Somalia at risk of famine, report says


Nairobi, Kenya –

Somalia is not yet in the grip of famine, but some parts of the country are at risk of famine in the coming months, according to a new food security report on the Horn of Africa’s worst drought in decades.

More than eight million people are severely food insecure as Somalia faces “unprecedented demand” after five consecutive failed rainy seasons and “exceptionally high” food prices, a report by the United Nations and other experts said Tuesday. Thousands of people have died.

The report warns that two parts of Somalia’s southwestern Gulf region, as well as the town of Baidoa and the capital Mogadishu, are expected to face famine between April and June next year. It said the “most likely scenario” was for more than 700,000 people in those areas to starve.

Several other regions in central and southern Somalia are also at greater risk of famine if a sixth consecutive rainy season fails early next year, the report said.

Earlier this year, food security experts warned that parts of Somalia would experience famine by the end of the year without increased international humanitarian aid. Humanitarian workers say the war in Ukraine has diverted funds from some major donors.

Famine refers to extreme lack of food and significant mortality from outright starvation or malnutrition coupled with diseases such as cholera. Officially declaring a famine means that more than one in five households are acutely food insecure, more than 30 percent of children are acutely malnourished, and more than two people in 10,000 die every day, according to data.

“They shouldn’t wait to declare a famine, we’ve been telling them that,” Alio Mohammad, Islamic Relief’s country director, said in an interview last week about the government and other donors. “It would be very depressing if the world just waited to declare a famine (to provide help).”

Neighboring Ethiopia and Kenya are also struggling with drought, but the new report offers a grim look at Somalia’s multiple crises. Insecurity created by the al-Qaeda-linked al-Shabab extremist group has limited access for the hungry, and its fighters have destroyed water wells and food sources in retaliation for losses in the new government offensive.

At the same time, food and fuel prices in Somalia have soared, a global problem. Crops have been affected, making food more scarce in the coming months.

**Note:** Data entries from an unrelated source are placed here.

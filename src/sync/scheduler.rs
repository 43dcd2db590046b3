//! Periodic catalog sync.

use std::sync::Arc;
use std::time::Duration;
use tokio::task::JoinHandle;
use tokio::time::{interval, MissedTickBehavior};
use tracing::{debug, info, warn};

use super::error::ErrorKind;
use super::runner::{RunMode, SyncRunner};

pub struct SyncScheduler {
    runner: Arc<SyncRunner>,
    period: Duration,
}

impl SyncScheduler {
    pub fn new(runner: Arc<SyncRunner>, period: Duration) -> Self {
        Self { runner, period }
    }

    /// Spawn the interval loop. The first pass runs immediately.
    pub fn spawn(self) -> JoinHandle<()> {
        tokio::spawn(async move { self.start().await })
    }

    async fn start(&self) {
        info!(period_secs = self.period.as_secs(), "starting catalog sync scheduler");
        let mut ticker = interval(self.period);
        ticker.set_missed_tick_behavior(MissedTickBehavior::Skip);
        loop {
            ticker.tick().await;
            self.tick().await;
        }
    }

    async fn tick(&self) {
        let result = self.runner.run(RunMode::Apply).await;
        match result.error_kind {
            None => debug!(changed = result.changed(), "scheduled catalog sync done"),
            Some(ErrorKind::Busy) => info!("scheduled catalog sync skipped: run already in flight"),
            Some(kind) => warn!(%kind, "scheduled catalog sync failed"),
        }
    }
}
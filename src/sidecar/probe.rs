use async_trait::async_trait;
use reqwest::Client;
use std::time::Duration;
use url::Url;

use super::HealthProbe;

/// Healthy iff `GET url` answers 2xx within the timeout.
#[derive(Clone)]
pub struct HttpHealthProbe {
    url: Url,
    http: Client,
}

impl HttpHealthProbe {
    pub fn new(url: Url, timeout: Duration) -> anyhow::Result<Self> {
        let http = Client::builder().timeout(timeout).build()?;
        Ok(Self { url, http })
    }
}

#[async_trait]
impl HealthProbe for HttpHealthProbe {
    async fn healthy(&self) -> bool {
        match self.http.get(self.url.clone()).send().await {
            Ok(resp) => resp.status().is_success(),
            Err(_) => false,
        }
    }
}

“Many families have lost or sold the last of their breeding animals,” the new report says. Millions of livestock have died in pastoralist countries, depriving families of traditional sources of wealth and health.

The National Director of Islamic Relief described the flow of desperate people arriving in Baidoa, some walking hundreds of kilometers (miles) to seek help, and dozens of families arriving every day. Last month, he met a heavily pregnant woman who walked barefoot with two of her seven children for a week. They did not eat during the journey, hoping to survive in the camp by begging before officially registering for assistance. That could take a week, Mohammad said.

“When they come, they just sleep on the ground with no shelter, no water, no food, no health,” he said.

Some Somali officials, including the president, have expressed hesitation about declaring the famine for fear it would jeopardize their efforts to show the country is emerging from a failed state past.

Whether there is an official famine or not, “there is clearly a need,” Kev Esteban Del Castillo, Somalia famine response manager for Catholic Relief Services, said in an interview last week. “Why can’t we do something?” He said the U.N. “really mobilized resources” when the famine was officially declared, and he believes some of the available funds will go to other global emergencies until then.

Del Castillo described a period of more funding for the crisis a few months ago, “but recently that has slowed down a lot,” even as more people across Somalia seek help.

“Some have given up hope, some are used to missing a rainy season or two during certain periods, but not this time,” he said. “They’ve never seen this.”

Asma Aweis Abdallah, a doctor in Baidoa with the Medecins Sans Frontieres aid group, said this month that more than 200,000 people have fled to the town this year. Malnutrition makes them more vulnerable to diseases such as cholera and measles, she said, of the 500 children admitted to MSF’s feeding program there each week.

Some children are just “skin on the bone,” she said. “As a Somali, this is the situation of the Somali community and it makes me very sad.”